-- Data supplied follows --
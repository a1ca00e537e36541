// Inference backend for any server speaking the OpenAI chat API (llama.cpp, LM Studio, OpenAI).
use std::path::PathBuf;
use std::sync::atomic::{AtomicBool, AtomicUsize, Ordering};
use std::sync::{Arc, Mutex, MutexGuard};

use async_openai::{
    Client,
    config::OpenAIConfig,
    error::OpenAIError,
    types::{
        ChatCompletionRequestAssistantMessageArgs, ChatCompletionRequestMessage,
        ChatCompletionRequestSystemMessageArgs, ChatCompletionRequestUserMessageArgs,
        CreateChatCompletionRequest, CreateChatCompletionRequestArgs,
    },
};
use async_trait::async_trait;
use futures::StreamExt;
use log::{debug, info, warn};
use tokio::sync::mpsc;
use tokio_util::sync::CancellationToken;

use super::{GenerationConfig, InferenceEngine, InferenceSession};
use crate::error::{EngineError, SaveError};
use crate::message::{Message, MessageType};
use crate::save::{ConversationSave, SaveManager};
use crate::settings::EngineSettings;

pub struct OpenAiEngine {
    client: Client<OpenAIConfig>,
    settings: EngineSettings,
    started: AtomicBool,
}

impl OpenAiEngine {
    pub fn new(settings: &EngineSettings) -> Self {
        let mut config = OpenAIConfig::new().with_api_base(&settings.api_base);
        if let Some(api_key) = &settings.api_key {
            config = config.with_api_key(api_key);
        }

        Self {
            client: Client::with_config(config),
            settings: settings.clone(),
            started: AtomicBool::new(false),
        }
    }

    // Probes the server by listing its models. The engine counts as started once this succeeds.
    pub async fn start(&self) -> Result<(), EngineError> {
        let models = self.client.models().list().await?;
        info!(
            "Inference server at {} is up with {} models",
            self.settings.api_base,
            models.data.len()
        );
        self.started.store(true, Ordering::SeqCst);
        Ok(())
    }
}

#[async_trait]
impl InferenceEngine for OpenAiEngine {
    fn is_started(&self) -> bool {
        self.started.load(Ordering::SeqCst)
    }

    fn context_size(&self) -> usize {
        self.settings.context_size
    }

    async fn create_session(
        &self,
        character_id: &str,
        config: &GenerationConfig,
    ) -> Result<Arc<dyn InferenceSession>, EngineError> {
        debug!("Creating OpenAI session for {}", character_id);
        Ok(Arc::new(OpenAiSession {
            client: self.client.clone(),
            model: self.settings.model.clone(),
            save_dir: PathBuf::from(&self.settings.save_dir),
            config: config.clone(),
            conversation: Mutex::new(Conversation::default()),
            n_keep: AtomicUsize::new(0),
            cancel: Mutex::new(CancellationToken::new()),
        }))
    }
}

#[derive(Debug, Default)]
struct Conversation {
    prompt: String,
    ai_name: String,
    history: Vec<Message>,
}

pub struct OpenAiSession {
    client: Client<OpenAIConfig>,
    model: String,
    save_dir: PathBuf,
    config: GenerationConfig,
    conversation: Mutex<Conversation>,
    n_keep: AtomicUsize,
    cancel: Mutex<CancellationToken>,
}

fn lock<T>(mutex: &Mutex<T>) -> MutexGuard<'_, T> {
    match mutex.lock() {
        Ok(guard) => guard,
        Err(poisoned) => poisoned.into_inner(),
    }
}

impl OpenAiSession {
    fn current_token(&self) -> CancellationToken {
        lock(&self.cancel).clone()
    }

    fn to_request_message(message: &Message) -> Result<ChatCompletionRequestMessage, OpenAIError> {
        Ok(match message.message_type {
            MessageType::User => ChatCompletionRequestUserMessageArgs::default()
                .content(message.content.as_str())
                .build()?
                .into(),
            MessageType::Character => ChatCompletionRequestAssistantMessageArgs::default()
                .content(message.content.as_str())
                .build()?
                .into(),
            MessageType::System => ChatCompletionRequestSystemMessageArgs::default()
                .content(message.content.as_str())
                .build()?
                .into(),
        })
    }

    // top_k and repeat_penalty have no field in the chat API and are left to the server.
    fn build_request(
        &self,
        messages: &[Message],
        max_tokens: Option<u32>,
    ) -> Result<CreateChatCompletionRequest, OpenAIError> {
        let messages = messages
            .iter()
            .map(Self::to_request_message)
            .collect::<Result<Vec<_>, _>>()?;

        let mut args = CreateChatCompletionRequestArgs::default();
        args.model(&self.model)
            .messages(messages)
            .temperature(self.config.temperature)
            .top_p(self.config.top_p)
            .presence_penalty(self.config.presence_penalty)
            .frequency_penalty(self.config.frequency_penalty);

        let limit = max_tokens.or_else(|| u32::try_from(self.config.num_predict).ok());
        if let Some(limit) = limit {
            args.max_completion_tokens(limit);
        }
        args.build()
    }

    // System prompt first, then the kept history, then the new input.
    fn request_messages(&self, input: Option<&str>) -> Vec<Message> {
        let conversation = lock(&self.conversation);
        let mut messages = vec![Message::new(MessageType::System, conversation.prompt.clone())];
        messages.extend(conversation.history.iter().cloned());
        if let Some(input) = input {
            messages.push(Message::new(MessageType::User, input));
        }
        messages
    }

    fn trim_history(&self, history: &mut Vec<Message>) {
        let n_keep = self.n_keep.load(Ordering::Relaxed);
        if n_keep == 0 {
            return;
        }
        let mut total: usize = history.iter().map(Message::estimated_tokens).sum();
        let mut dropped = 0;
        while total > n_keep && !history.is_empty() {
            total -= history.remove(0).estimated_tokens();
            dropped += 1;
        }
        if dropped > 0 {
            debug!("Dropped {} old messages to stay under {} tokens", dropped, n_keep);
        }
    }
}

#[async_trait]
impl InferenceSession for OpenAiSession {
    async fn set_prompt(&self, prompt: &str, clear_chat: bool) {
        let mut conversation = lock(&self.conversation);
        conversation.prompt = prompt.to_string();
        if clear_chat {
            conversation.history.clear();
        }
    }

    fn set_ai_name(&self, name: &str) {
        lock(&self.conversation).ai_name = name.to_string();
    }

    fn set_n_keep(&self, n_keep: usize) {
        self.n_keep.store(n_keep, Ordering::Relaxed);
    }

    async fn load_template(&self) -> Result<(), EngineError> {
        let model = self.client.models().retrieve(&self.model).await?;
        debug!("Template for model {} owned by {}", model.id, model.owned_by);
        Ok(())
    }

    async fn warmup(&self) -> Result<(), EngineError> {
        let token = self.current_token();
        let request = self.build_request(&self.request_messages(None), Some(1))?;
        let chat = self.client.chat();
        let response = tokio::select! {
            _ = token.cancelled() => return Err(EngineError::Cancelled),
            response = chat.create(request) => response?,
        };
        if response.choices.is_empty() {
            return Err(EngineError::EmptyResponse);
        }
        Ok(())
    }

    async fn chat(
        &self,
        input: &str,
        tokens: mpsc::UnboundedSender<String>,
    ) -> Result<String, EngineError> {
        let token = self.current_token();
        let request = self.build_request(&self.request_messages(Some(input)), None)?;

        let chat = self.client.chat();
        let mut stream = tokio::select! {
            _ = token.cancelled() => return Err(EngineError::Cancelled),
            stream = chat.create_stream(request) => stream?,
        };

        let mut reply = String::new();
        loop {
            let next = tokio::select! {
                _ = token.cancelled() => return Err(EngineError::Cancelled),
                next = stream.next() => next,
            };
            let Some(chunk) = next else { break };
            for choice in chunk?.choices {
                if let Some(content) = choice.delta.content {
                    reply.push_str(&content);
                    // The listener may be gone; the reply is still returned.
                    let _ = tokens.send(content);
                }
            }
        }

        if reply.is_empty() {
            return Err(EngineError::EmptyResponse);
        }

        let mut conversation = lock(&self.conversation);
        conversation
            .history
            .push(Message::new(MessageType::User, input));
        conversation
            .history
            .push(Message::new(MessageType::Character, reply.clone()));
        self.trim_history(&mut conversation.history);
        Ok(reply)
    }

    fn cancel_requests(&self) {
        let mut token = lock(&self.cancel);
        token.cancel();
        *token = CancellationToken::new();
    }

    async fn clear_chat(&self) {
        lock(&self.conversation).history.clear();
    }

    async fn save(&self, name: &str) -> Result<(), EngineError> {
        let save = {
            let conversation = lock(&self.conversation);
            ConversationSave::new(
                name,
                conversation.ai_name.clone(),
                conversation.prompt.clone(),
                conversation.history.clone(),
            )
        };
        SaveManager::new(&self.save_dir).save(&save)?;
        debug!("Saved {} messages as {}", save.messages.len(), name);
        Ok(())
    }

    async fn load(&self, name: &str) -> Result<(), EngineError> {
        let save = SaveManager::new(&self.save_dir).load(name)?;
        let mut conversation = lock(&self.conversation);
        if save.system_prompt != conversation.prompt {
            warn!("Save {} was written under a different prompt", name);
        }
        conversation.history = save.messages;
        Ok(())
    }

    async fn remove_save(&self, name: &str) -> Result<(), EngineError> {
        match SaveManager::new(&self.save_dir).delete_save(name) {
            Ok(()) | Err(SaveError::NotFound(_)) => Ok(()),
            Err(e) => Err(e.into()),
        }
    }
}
-- Data supplied concluded --
> Exercise
Write down again the exact lines running from the beginning of the data to the line containing "use async_trait::async_trait;", with both ends included.

> Result for this task
repository a1ca00e537e36541
// Inference backend for any server speaking the OpenAI chat API (llama.cpp, LM Studio, OpenAI).
use std::path::PathBuf;
use std::sync::atomic::{AtomicBool, AtomicUsize, Ordering};
use std::sync::{Arc, Mutex, MutexGuard};

use async_openai::{
    Client,
    config::OpenAIConfig,
    error::OpenAIError,
    types::{
        ChatCompletionRequestAssistantMessageArgs, ChatCompletionRequestMessage,
        ChatCompletionRequestSystemMessageArgs, ChatCompletionRequestUserMessageArgs,
        CreateChatCompletionRequest, CreateChatCompletionRequestArgs,
    },
};
use async_trait::async_trait;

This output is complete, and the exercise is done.